1, 3, 7, 10, 17, 21, 22, 30, 31, 46, 51, 52, 55, 66, 70, 71, 81, 93, 94, 97, 106, 115, 119, 127, 138, 154, 156, 165, 170, 199, 210, 213, 214, 217, 232, 235, 241, 253, 265, 282, 291, 298, 310, 318, 322, 337, 343, 345, 357, 364, 374, 381, 382, 385

Offset

1,2

Comments

See A234641 for numbers n such that n^2 is in this sequence.
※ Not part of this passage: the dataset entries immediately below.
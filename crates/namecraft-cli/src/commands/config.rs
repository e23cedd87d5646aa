//! Config command implementation.

use crate::cli::{ConfigAction, ConfigArgs};
use crate::config::Config;
use crate::error::{CliError, Result};
use crate::output::Formatter;
use std::path::Path;

/// Execute the config command.
pub fn execute_config(
    args: ConfigArgs,
    config: &Config,
    path: &Path,
    formatter: &Formatter,
) -> Result<()> {
    match args.action {
        ConfigAction::Show => println!("{}", redacted(config).to_toml()?),
        ConfigAction::Path => println!("{}", path.display()),
        ConfigAction::Init { force } => {
            init_config(path, force)?;
            println!("{}", formatter.success(&format!("Wrote {}", path.display())));
        }
    }
    Ok(())
}

/// Write a default config file unless one exists.
fn init_config(path: &Path, force: bool) -> Result<()> {
    if path.exists() && !force {
        return Err(CliError::InvalidInput(format!(
            "{} already exists (use --force to overwrite)",
            path.display()
        )));
    }
    Config::default().save_to(path)
}

/// Copy of the config safe to print.
fn redacted(config: &Config) -> Config {
    let mut shown = config.clone();
    if shown.provider.api_key.is_some() {
        shown.provider.api_key = Some("********".to_string());
    }
    shown
}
The primes in this sequence are 3 and A066436. - Robert Israel, Apr 05 2019

Links

Robert Israel, Table of n, a(n) for n = 1..10000

Example

3 is in the sequence because sigma(sigma(3)) = sigma(4) = 7, which is odd.
7 is in the sequence because sigma(sigma(7)) = sigma(8) = 15, which is odd.
8 is not in the sequence because sigma(sigma(8)) = sigma(15) = 24, which is even.

Maple

filter:= proc(n) uses numtheory; sigma(sigma(n))::odd end proc:
select(filter, [$1..1000]); # Robert Israel, Apr 05 2019

Mathematica

Select[Range[400], OddQ[DivisorSigma[1, DivisorSigma[1, #]]] &] (* Alonso del Arte, Dec 29 2013 *)

Prog

(PARI) is(n)=bittest(sigma(sigma(n)), 0)
(PARI) for(n=1, 999, is(n)&&print1(n", "))

Crossrefs

Cf. A000203, A028982, A066436, A234641.

Sequence in context: A163714 A333910 A307191 * A345888 A128223 A217258

Adjacent sequences: A234635 A234636 A234637 * A234639 A234640 A234641

Keyword

nonn

Author

M. F. Hasler, Dec 28 2013

Status

approved